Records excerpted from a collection
━━━━━━━━

#[cfg(test)]
mod tests {
    use std::cell::Cell;
    use std::collections::HashMap;

    use chrono::{DateTime, NaiveDate, Weekday};
    use tally_core::{ContentSource, LineCounts, ObjectKind, TreeEntry, TreeListing};

    use super::*;

    #[derive(Default)]
    struct FakeRepo {
        commits: Vec<Commit>,
        diffs: HashMap<String, String>,
        trees: HashMap<String, TreeListing>,
        blobs: HashMap<(String, String), String>,
        fail_log: bool,
        fail_diff_for: Option<String>,
        blob_reads: Cell<usize>,
    }

    impl FakeRepo {
        fn add(&mut self, hash: &str, email: &str, authored: &str, committed: &str, diff: &str) {
            self.commits.push(Commit {
                hash: hash.into(),
                author_email: email.into(),
                authored_at: DateTime::parse_from_rfc3339(authored).unwrap(),
                committed_at: DateTime::parse_from_rfc3339(committed).unwrap(),
            });
            self.diffs.insert(hash.into(), diff.into());
        }

        fn tree_entry(&mut self, hash: &str, path: &str, kind: ObjectKind, mode: &str) {
            self.trees.entry(hash.into()).or_default().insert(
                path,
                TreeEntry {
                    kind,
                    mode: mode.into(),
                },
            );
        }
    }

    impl ContentSource for FakeRepo {
        fn read_blob(&self, revision: &str, path: &str) -> Result<String> {
            self.blob_reads.set(self.blob_reads.get() + 1);
            self.blobs
                .get(&(revision.to_string(), path.to_string()))
                .cloned()
                .ok_or_else(|| TallyError::Git(format!("{path} missing at {revision}")))
        }
    }

    impl RepositoryAccessor for FakeRepo {
        fn log_commits(&self) -> Result<Vec<Commit>> {
            if self.fail_log {
                return Err(TallyError::Git("log failed".into()));
            }
            Ok(self.commits.clone())
        }

        fn show_diff(&self, commit_id: &str) -> Result<String> {
            if self.fail_diff_for.as_deref() == Some(commit_id) {
                return Err(TallyError::Git("diff failed".into()));
            }
            Ok(self.diffs.get(commit_id).cloned().unwrap_or_default())
        }

        fn list_tree(&self, commit_id: &str) -> Result<TreeListing> {
            Ok(self.trees.get(commit_id).cloned().unwrap_or_default())
        }
    }

    fn added_file(path: &str, lines: &[&str]) -> String {
        let mut diff = format!(
            "diff --git a/{path} b/{path}\nnew file mode 100644\n--- /dev/null\n+++ b/{path}\n@@ -0,0 +1,{} @@\n",
            lines.len()
        );
        for line in lines {
            diff.push('+');
            diff.push_str(line);
            diff.push('\n');
        }
        diff
    }

    const ME: &str = "me@example.com";

    #[test]
    fn empty_author_set_is_rejected() {
        let err = CommitAggregator::new(Vec::<&str>::new()).unwrap_err();
        assert!(matches!(err, TallyError::Config(_)));
    }

    #[test]
    fn other_authors_are_ignored() {
        let mut repo = FakeRepo::default();
        repo.add(
            "c1",
            "someone@else.com",
            "2021-03-04T09:15:00+01:00",
            "2021-03-04T09:15:00+01:00",
            &added_file("main.go", &["package main"]),
        );

        let mut aggregator = CommitAggregator::new([ME]).unwrap();
        let summary = aggregator.parse_repo(&repo).unwrap();

        assert_eq!(summary.commits_walked, 1);
        assert_eq!(summary.commits_matched, 0);
        assert_eq!(aggregator.stats().commits_total, 0);
        assert!(aggregator.stats().lines_by_language.is_empty());
        assert_eq!(aggregator.stats().metadata.repositories_analyzed, 1);
    }

    #[test]
    fn author_match_is_exact() {
        let mut repo = FakeRepo::default();
        repo.add(
            "c1",
            "Me@Example.com",
            "2021-03-04T09:15:00+01:00",
            "2021-03-04T09:15:00+01:00",
            "",
        );

        let mut aggregator = CommitAggregator::new([ME]).unwrap();
        aggregator.parse_repo(&repo).unwrap();
        assert_eq!(aggregator.stats().commits_total, 0);
    }

    #[test]
    fn time_buckets_follow_author_timestamp() {
        let mut repo = FakeRepo::default();
        repo.add(
            "c1",
            ME,
            "2021-03-04T09:15:00+01:00",
            "2021-04-01T01:00:00+02:00",
            "",
        );

        let mut aggregator = CommitAggregator::new([ME]).unwrap();
        aggregator.parse_repo(&repo).unwrap();
        let stats = aggregator.stats();

        assert_eq!(stats.commits_total, 1);
        assert_eq!(stats.commits_by_hour[&9], 1);
        assert_eq!(stats.commits_by_hour.values().sum::<u64>(), 1);
        assert_eq!(
            stats.commits_by_day[&NaiveDate::from_ymd_opt(2021, 3, 4).unwrap()],
            1
        );
        assert_eq!(stats.commits_by_weekday_hour.row(Weekday::Thu)[&9], 1);
        assert_eq!(stats.commits_by_weekday_hour.total(), 1);
    }

    #[test]
    fn month_buckets_follow_committer_timestamp() {
        let mut repo = FakeRepo::default();
        repo.add(
            "c1",
            ME,
            "2021-03-31T23:30:00+00:00",
            "2021-04-01T01:00:00+02:00",
            &added_file("main.go", &["package main"]),
        );

        let mut aggregator = CommitAggregator::new([ME]).unwrap();
        aggregator.parse_repo(&repo).unwrap();
        let stats = aggregator.stats();
        let april = YearMonth::new(2021, 4).unwrap();

        assert_eq!(stats.commits_by_month.keys().collect::<Vec<_>>(), vec![&april]);
        assert_eq!(stats.lines_by_month[&april], LineCounts { added: 1, deleted: 0 });
        assert_eq!(
            stats.commits_by_day.keys().next().unwrap().to_string(),
            "2021-03-31"
        );
    }

    #[test]
    fn language_commit_counted_once_per_commit() {
        let mut repo = FakeRepo::default();
        let diff = added_file("a.go", &["package a", "func A() {}"])
            + &added_file("b.go", &["package b"])
            + &added_file("notes.md", &["# notes"]);
        repo.add(
            "c1",
            ME,
            "2021-03-04T09:15:00+01:00",
            "2021-03-04T09:15:00+01:00",
            &diff,
        );

        let mut aggregator = CommitAggregator::new([ME]).unwrap();
        aggregator.parse_repo(&repo).unwrap();
        let languages = &aggregator.stats().lines_by_language;

        assert_eq!(languages["Golang"].added, 3);
        assert_eq!(languages["Golang"].commits, 1);
        assert_eq!(languages["Markdown"].commits, 1);
        assert!(languages.values().map(|l| l.commits).sum::<u64>() <= 2);
    }

    #[test]
    fn submodules_symlinks_and_libraries_are_skipped() {
        let mut repo = FakeRepo::default();
        let diff = added_file("vendor/dep", &["Subproject commit 4f2a9c1"])
            + &added_file("link.py", &["target.py"])
            + &added_file("static/js/jquery.js", &["(function(){})()"])
            + &added_file("app.py", &["print(1)"]);
        repo.add(
            "c1",
            ME,
            "2021-03-04T09:15:00+01:00",
            "2021-03-04T09:15:00+01:00",
            &diff,
        );
        repo.tree_entry("c1", "vendor/dep", ObjectKind::Commit, "160000");
        repo.tree_entry("c1", "link.py", ObjectKind::Blob, "120000");
        repo.tree_entry("c1", "app.py", ObjectKind::Blob, "100644");

        let mut aggregator = CommitAggregator::new([ME]).unwrap();
        aggregator.parse_repo(&repo).unwrap();
        let stats = aggregator.stats();

        assert_eq!(stats.lines_by_language.len(), 1);
        assert_eq!(stats.lines_by_language["Python"].added, 1);
        assert_eq!(stats.lines_by_language["Python"].commits, 1);
        assert_eq!(stats.commits_total, 1);
    }

    #[test]
    fn quoted_non_ascii_paths_are_skipped_like_any_other() {
        let mut repo = FakeRepo::default();
        let diff = concat!(
            "diff --git \"a/li\\303\\251n.py\" \"b/li\\303\\251n.py\"\n",
            "new file mode 120000\n",
            "--- /dev/null\n",
            "+++ \"b/li\\303\\251n.py\"\n",
            "@@ -0,0 +1 @@\n",
            "+app.py\n",
            "\\ No newline at end of file\n",
            "diff --git \"a/g\\303\\251n\\303\\251r\\303\\251.py\" \"b/g\\303\\251n\\303\\251r\\303\\251.py\"\n",
            "new file mode 100644\n",
            "--- /dev/null\n",
            "+++ \"b/g\\303\\251n\\303\\251r\\303\\251.py\"\n",
            "@@ -0,0 +1 @@\n",
            "+x = 1\n",
        )
        .to_string()
            + &added_file("app.py", &["print(1)"]);
        repo.add(
            "c1",
            ME,
            "2021-03-04T09:15:00+01:00",
            "2021-03-04T09:15:00+01:00",
            &diff,
        );
        repo.tree_entry("c1", "lién.py", ObjectKind::Blob, "120000");
        repo.tree_entry("c1", "généré.py", ObjectKind::Blob, "100644");
        repo.tree_entry("c1", "app.py", ObjectKind::Blob, "100644");

        let mut aggregator = CommitAggregator::new([ME])
            .unwrap()
            .with_ignore(StatsIgnore::new(Some("généré.py\n")));
        aggregator.parse_repo(&repo).unwrap();
        let stats = aggregator.stats();

        assert_eq!(stats.lines_by_language.len(), 1);
        assert_eq!(stats.lines_by_language["Python"].added, 1);
        assert_eq!(stats.commits_total, 1);
    }

    #[test]
    fn ignored_paths_are_skipped() {
        let mut repo = FakeRepo::default();
        let diff = added_file("dist/bundle.py", &["x = 1"]) + &added_file("app.py", &["y = 2"]);
        repo.add(
            "c1",
            ME,
            "2021-03-04T09:15:00+01:00",
            "2021-03-04T09:15:00+01:00",
            &diff,
        );

        let mut aggregator = CommitAggregator::new([ME])
            .unwrap()
            .with_ignore(StatsIgnore::new(Some("/dist\n")));
        aggregator.parse_repo(&repo).unwrap();

        assert_eq!(aggregator.stats().lines_by_language["Python"].added, 1);
    }

    #[test]
    fn unreadable_content_skips_file_but_keeps_commit() {
        let mut repo = FakeRepo::default();
        repo.add(
            "c1",
            ME,
            "2021-03-04T09:15:00+01:00",
            "2021-03-04T09:15:00+01:00",
            &added_file("Procfile", &["web: run"]),
        );

        let mut aggregator = CommitAggregator::new([ME]).unwrap();
        aggregator.parse_repo(&repo).unwrap();
        let stats = aggregator.stats();

        assert_eq!(repo.blob_reads.get(), 1);
        assert!(stats.lines_by_language.is_empty());
        assert!(stats.lines_by_month.is_empty());
        assert_eq!(stats.commits_total, 1);
        assert_eq!(stats.commits_by_month.len(), 1);
    }

    #[test]
    fn content_sniffing_labels_extensionless_scripts() {
        let mut repo = FakeRepo::default();
        repo.add(
            "c1",
            ME,
            "2021-03-04T09:15:00+01:00",
            "2021-03-04T09:15:00+01:00",
            &added_file("deploy", &["#!/usr/bin/perl", "print 1;"]),
        );
        repo.blobs.insert(
            ("c1".into(), "deploy".into()),
            "#!/usr/bin/perl\nprint 1;\n".into(),
        );

        let mut aggregator = CommitAggregator::new([ME]).unwrap();
        aggregator.parse_repo(&repo).unwrap();

        assert_eq!(aggregator.stats().lines_by_language["Perl"].added, 2);
    }

    #[test]
    fn deletions_use_the_old_path() {
        let mut repo = FakeRepo::default();
        let diff = "diff --git a/old.rb b/old.rb\ndeleted file mode 100644\n--- a/old.rb\n+++ /dev/null\n@@ -1,2 +0,0 @@\n-puts 1\n-puts 2\n";
        repo.add(
            "c1",
            ME,
            "2021-03-04T09:15:00+01:00",
            "2021-03-04T09:15:00+01:00",
            diff,
        );

        let mut aggregator = CommitAggregator::new([ME]).unwrap();
        aggregator.parse_repo(&repo).unwrap();
        let ruby = aggregator.stats().lines_by_language["Ruby"];

        assert_eq!(ruby.deleted, 2);
        assert_eq!(ruby.commits, 1);
    }

    #[test]
    fn metadata_counts_repositories_without_matches() {
        let repo = FakeRepo::default();
        let mut aggregator = CommitAggregator::new([ME]).unwrap();

        aggregator.parse_repo(&repo).unwrap();
        aggregator.parse_repo(&repo).unwrap();

        let stats = aggregator.stats();
        assert_eq!(stats.metadata.repositories_analyzed, 2);
        assert_eq!(stats.commits_total, 0);
        assert_eq!(stats.commits_by_hour.len(), 24);
        assert_eq!(stats.commits_by_weekday_hour.row(Weekday::Sun).len(), 24);
    }

    #[test]
    fn statistics_accumulate_across_repositories() {
        let mut first = FakeRepo::default();
        first.add(
            "c1",
            ME,
            "2021-03-04T09:15:00+01:00",
            "2021-03-04T09:15:00+01:00",
            &added_file("a.go", &["package a"]),
        );
        let mut second = FakeRepo::default();
        second.add(
            "c2",
            ME,
            "2021-05-10T14:00:00-07:00",
            "2021-05-10T14:00:00-07:00",
            &added_file("b.go", &["package b"]),
        );

        let mut aggregator = CommitAggregator::new([ME]).unwrap();
        aggregator.parse_repo(&first).unwrap();
        aggregator.parse_repo(&second).unwrap();
        let stats = aggregator.stats();

        assert_eq!(stats.commits_total, 2);
        assert_eq!(stats.lines_by_language["Golang"].commits, 2);
        assert_eq!(stats.commits_by_weekday_hour.row(Weekday::Mon)[&14], 1);
        assert_eq!(stats.metadata.repositories_analyzed, 2);
    }

    #[test]
    fn failed_log_leaves_stats_untouched() {
        let repo = FakeRepo {
            fail_log: true,
            ..FakeRepo::default()
        };
        let mut aggregator = CommitAggregator::new([ME]).unwrap();

        let err = aggregator.parse_repo(&repo).unwrap_err();
        assert!(matches!(err, TallyError::Git(_)));
        assert_eq!(aggregator.stats().metadata.repositories_analyzed, 0);
    }

    #[test]
    fn failure_mid_walk_rolls_back_partial_results() {
        let mut repo = FakeRepo::default();
        repo.add(
            "c1",
            ME,
            "2021-03-04T09:15:00+01:00",
            "2021-03-04T09:15:00+01:00",
            &added_file("a.go", &["package a"]),
        );
        repo.add(
            "c2",
            ME,
            "2021-03-05T09:15:00+01:00",
            "2021-03-05T09:15:00+01:00",
            &added_file("b.go", &["package b"]),
        );
        repo.fail_diff_for = Some("c2".into());

        let mut aggregator = CommitAggregator::new([ME]).unwrap();
        assert!(aggregator.parse_repo(&repo).is_err());

        let stats = aggregator.stats();
        assert_eq!(stats.commits_total, 0);
        assert!(stats.lines_by_language.is_empty());
        assert_eq!(stats.commits_by_hour.values().sum::<u64>(), 0);
    }

    #[test]
    fn report_reflects_accumulated_stats() {
        let mut repo = FakeRepo::default();
        repo.add(
            "c1",
            ME,
            "2021-03-04T09:15:00+01:00",
            "2021-03-04T09:15:00+01:00",
            &added_file("a.go", &["package a"]),
        );

        let mut aggregator = CommitAggregator::new([ME]).unwrap();
        aggregator.parse_repo(&repo).unwrap();
        let report = aggregator.report();

        assert_eq!(report.commits_total, 1);
        assert_eq!(report.commits_by_month.len(), 1);
        assert_eq!(report.commits_by_month[0].month, "Mar-2021");
    }
}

━━━━━━━━

## TASK BRIEF
Check each line of the records above, and copy those that hold the word "into".

## RESPONSE TO THE EXERCISE
                hash: hash.into(),
                author_email: email.into(),
            self.diffs.insert(hash.into(), diff.into());
            self.trees.entry(hash.into()).or_default().insert(
                    mode: mode.into(),
                return Err(TallyError::Git("log failed".into()));
                return Err(TallyError::Git("diff failed".into()));
            ("c1".into(), "deploy".into()),
            "#!/usr/bin/perl\nprint 1;\n".into(),
        repo.fail_diff_for = Some("c2".into());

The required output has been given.